Estate Planning

Estate Planning

what is formal probate

What is Estate Planning and Why Use an Estate Planning Lawyer

estate planning attorney

Many people believe that estate planning is something that only "rich people" need in order to handle their valuable assets or something you can wait to do when you are older. This misconception is common, and the reality is that estate planning is a valuable tool for anyone to utilize. Having a proper estate plan will allow for your assets, however valuable they may be, to be dispersed according to your wishes.

Estate Planning Topics

Last Will and Testament: At the most simple level, an estate plan should contain an individual's will, also known as your Last Will & Testament. A will distributes an individual's tangible assets upon their death. One way of looking at it is if you were to take your home and shake it upside down, your will would be responsible for the disposition of those assets that fall to the ground, as well as your bank accounts. If one does not have a will, it is left to the state's intestacy laws to determine how that individuals assets should be distributed upon their death. Your will can spell out with specificity to whom you would like to bequeath certain assets in your estate, or how you would like your estate dispersed. For individuals with minor children (under the age of 18), a will is also the vehicle which will dictate your wishes related to guardianship of your children.

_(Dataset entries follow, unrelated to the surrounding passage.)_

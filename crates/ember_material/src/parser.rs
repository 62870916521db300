//! Read-only view over a chunked binary material package (§4.5, §6.1).
//!
//! Parsing never allocates GPU resources; it only validates chunk
//! structure and picks the best-matching shader language off the
//! platform's preference list.

use std::ops::Range;
use std::sync::atomic::{AtomicU32, Ordering};

use rustc_hash::FxHashMap;

use ember_core::error::{EmberError, Result};

use crate::tags;

/// Shader source languages a package may embed, in the order the original
/// source tries them (§4.5).
#[derive(Debug, Clone, Copy, PartialEq, Eq, Hash)]
pub enum ShaderLanguage {
    Essl1,
    Essl3,
    Glsl,
    SpirV,
    Msl,
    Wgsl,
}

#[derive(Debug, Clone, Copy, PartialEq, Eq)]
pub enum ShaderModel {
    Mobile,
    Desktop,
}

#[derive(Debug, Clone, Copy, PartialEq, Eq, Hash)]
pub enum ShaderStage {
    Vertex,
    Fragment,
    Compute,
}

/// A non-owning view over one chunk's payload bytes.
#[derive(Debug, Clone, Copy)]
pub struct Chunk<'a> {
    pub tag: u32,
    pub payload: &'a [u8],
}

/// `(language, model, variant, stage)` — the key a shader chunk is
/// indexed under, since one package embeds a shader per variant per
/// language per stage.
#[derive(Debug, Clone, Copy, PartialEq, Eq, Hash)]
struct ShaderKey {
    language: ShaderLanguage,
    model: ShaderModel,
    variant: u8,
    stage: ShaderStage,
}

/// Non-owning view over a package buffer. Holds a blob dictionary index
/// (chunk tag → byte range) plus the platform's preferred language list
/// and the language this parser settled on.
pub struct MaterialParser<'a> {
    data: &'a [u8],
    chunks: FxHashMap<u32, Range<usize>>,
    shaders: FxHashMap<ShaderKey, Range<usize>>,
    chosen_language: ShaderLanguage,
    crc32_cache: AtomicU32,
}

const HEADER_LEN: usize = 12;
const CHUNK_HEADER_LEN: usize = 8;
const SHADER_RECORD_HEADER_LEN: usize = 4;

impl<'a> MaterialParser<'a> {
    /// Indexes every chunk in `data` and chooses the first language in
    /// `preferred_languages` that the package actually embeds a shader for.
    pub fn new(data: &'a [u8], preferred_languages: &[ShaderLanguage]) -> Result<Self> {
        if data.len() < HEADER_LEN {
            return Err(EmberError::MalformedPackage("truncated header".into()));
        }
        let magic = u32::from_le_bytes(data[0..4].try_into().unwrap());
        if magic != tags::MAGIC {
            return Err(EmberError::MalformedPackage("bad magic".into()));
        }
        let version = u32::from_le_bytes(data[4..8].try_into().unwrap());
        if version != 1 {
            return Err(EmberError::UnsupportedVersion(version));
        }
        let chunk_count = u32::from_le_bytes(data[8..12].try_into().unwrap());

        let mut chunks = FxHashMap::default();
        let mut shaders = FxHashMap::default();
        let mut offset = HEADER_LEN;
        for _ in 0..chunk_count {
            if offset + CHUNK_HEADER_LEN > data.len() {
                return Err(EmberError::MalformedPackage("truncated chunk header".into()));
            }
            let tag = u32::from_le_bytes(data[offset..offset + 4].try_into().unwrap());
            let size = u32::from_le_bytes(data[offset + 4..offset + 8].try_into().unwrap()) as usize;
            let payload_start = offset + CHUNK_HEADER_LEN;
            let payload_end = payload_start + size;
            if payload_end > data.len() {
                return Err(EmberError::MalformedPackage("truncated chunk payload".into()));
            }

            if tag == tags::MATERIAL_SHADER {
                let key = parse_shader_record_key(&data[payload_start..payload_end])?;
                let body_start = payload_start + SHADER_RECORD_HEADER_LEN;
                shaders.insert(key, body_start..payload_end);
            } else {
                chunks.insert(tag, payload_start..payload_end);
            }
            offset = payload_end;
        }

        let chosen_language = preferred_languages
            .iter()
            .copied()
            .find(|lang| shaders.keys().any(|k| k.language == *lang))
            .ok_or(EmberError::NoMatchingShaderLanguage)?;

        Ok(Self {
            data,
            chunks,
            shaders,
            chosen_language,
            crc32_cache: AtomicU32::new(0),
        })
    }

    #[must_use]
    pub fn chosen_language(&self) -> ShaderLanguage {
        self.chosen_language
    }

    #[must_use]
    pub fn chunk(&self, tag: u32) -> Option<Chunk<'a>> {
        self.chunks.get(&tag).map(|range| Chunk {
            tag,
            payload: &self.data[range.clone()],
        })
    }

    /// Retrieves shader bytes for `(model, variant, stage)` in whatever
    /// language this parser chose.
    #[must_use]
    pub fn shader(&self, model: ShaderModel, variant: u8, stage: ShaderStage) -> Option<&'a [u8]> {
        let key = ShaderKey {
            language: self.chosen_language,
            model,
            variant,
            stage,
        };
        self.shaders.get(&key).map(|range| &self.data[range.clone()])
    }

    /// A package-embedded CRC32, if the package author precomputed one —
    /// preferred over [`Self::compute_crc32`] when present (§4.5).
    #[must_use]
    pub fn get_precomputed_crc32(&self) -> Option<u32> {
        let chunk = self.chunk(tags::MATERIAL_CRC32)?;
        chunk.payload.get(0..4).map(|b| u32::from_le_bytes(b.try_into().unwrap()))
    }

    /// CRC32 over the whole package buffer, memoized in an atomic (`0`
    /// means "not yet computed", matching the source's sentinel).
    pub fn compute_crc32(&self) -> u32 {
        let cached = self.crc32_cache.load(Ordering::Acquire);
        if cached != 0 {
            return cached;
        }
        let crc = crc32fast::hash(self.data).max(1);
        self.crc32_cache.store(crc, Ordering::Release);
        crc
    }

    #[must_use]
    pub fn package_len(&self) -> usize {
        self.data.len()
    }

    /// Whether this package embeds a shader record whose variant byte has
    /// the depth bit (`1 << 7`) set — i.e. it supplies its own depth-pass
    /// shader rather than relying on the default material's (§4.7.2).
    #[must_use]
    pub fn has_custom_depth_shader(&self) -> bool {
        self.shaders.keys().any(|k| k.variant & (1 << 7) != 0)
    }
}

fn parse_shader_record_key(payload: &[u8]) -> Result<ShaderKey> {
    if payload.len() < SHADER_RECORD_HEADER_LEN {
        return Err(EmberError::MalformedPackage("truncated shader record".into()));
    }
    let language = match payload[0] {
        0 => ShaderLanguage::Essl1,
        1 => ShaderLanguage::Essl3,
        2 => ShaderLanguage::Glsl,
        3 => ShaderLanguage::SpirV,
        4 => ShaderLanguage::Msl,
        5 => ShaderLanguage::Wgsl,
        other => return Err(EmberError::MalformedPackage(format!("unknown shader language tag {other}"))),
    };
    let model = match payload[1] {
        0 => ShaderModel::Mobile,
        1 => ShaderModel::Desktop,
        other => return Err(EmberError::MalformedPackage(format!("unknown shader model tag {other}"))),
    };
    let variant = payload[2];
    let stage = match payload[3] {
        0 => ShaderStage::Vertex,
        1 => ShaderStage::Fragment,
        2 => ShaderStage::Compute,
        other => return Err(EmberError::MalformedPackage(format!("unknown shader stage tag {other}"))),
    };
    Ok(ShaderKey {
        language,
        model,
        variant,
        stage,
    })
}


#[cfg(test)]
mod tests {
    use super::test_support::minimal_package;
    use super::*;

    #[test]
    fn parses_name_and_shader_chunks() {
        let pkg = minimal_package("lit");
        let parser = MaterialParser::new(&pkg, &[ShaderLanguage::Essl3]).unwrap();
        assert_eq!(parser.chosen_language(), ShaderLanguage::Essl3);
        let name_chunk = parser.chunk(tags::MATERIAL_NAME).unwrap();
        assert_eq!(name_chunk.payload, b"lit");
        let shader = parser.shader(ShaderModel::Desktop, 0, ShaderStage::Fragment).unwrap();
        assert_eq!(shader, b"void main() {}");
    }

    #[test]
    fn no_matching_language_is_an_error() {
        let pkg = minimal_package("lit");
        let err = MaterialParser::new(&pkg, &[ShaderLanguage::Wgsl]).unwrap_err();
        assert!(matches!(err, EmberError::NoMatchingShaderLanguage));
    }

    #[test]
    fn crc32_is_memoized_and_stable() {
        let pkg = minimal_package("lit");
        let parser = MaterialParser::new(&pkg, &[ShaderLanguage::Essl3]).unwrap();
        let a = parser.compute_crc32();
        let b = parser.compute_crc32();
        assert_eq!(a, b);
        assert_ne!(a, 0);
    }

    #[test]
    fn identical_packages_share_crc32() {
        let a = minimal_package("lit");
        let b = minimal_package("lit");
        let pa = MaterialParser::new(&a, &[ShaderLanguage::Essl3]).unwrap();
        let pb = MaterialParser::new(&b, &[ShaderLanguage::Essl3]).unwrap();
        assert_eq!(pa.compute_crc32(), pb.compute_crc32());
    }
}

Durable Power of Attorney: Another key document that should be included in your estate plan is a durable power of attorney. This document will allow an agent of your choosing to act on your behalf related to any financial matters if you should be come incapacitated for any reason. For example, your selected agent would be able to make financial decisions related to your estate in order to continue to pay your bills and conduct other personal business on your behalf upon your incapacitation.

Living Will: A well-known document that is also important as part of your estate planning is a living will. This is the document that dictates your wishes related to "pulling the plug," so to speak. Your living will gives an agent of your choosing the power to make important healthcare decisions for you if you have a terminal condition. The document, however, first notes your wishes for your agent to carry out. The living will is a vital document, in that when you are admitted to a hospital, it is often one of the first things that you are asked whether you have, just in case things don't go as planned at the hospital.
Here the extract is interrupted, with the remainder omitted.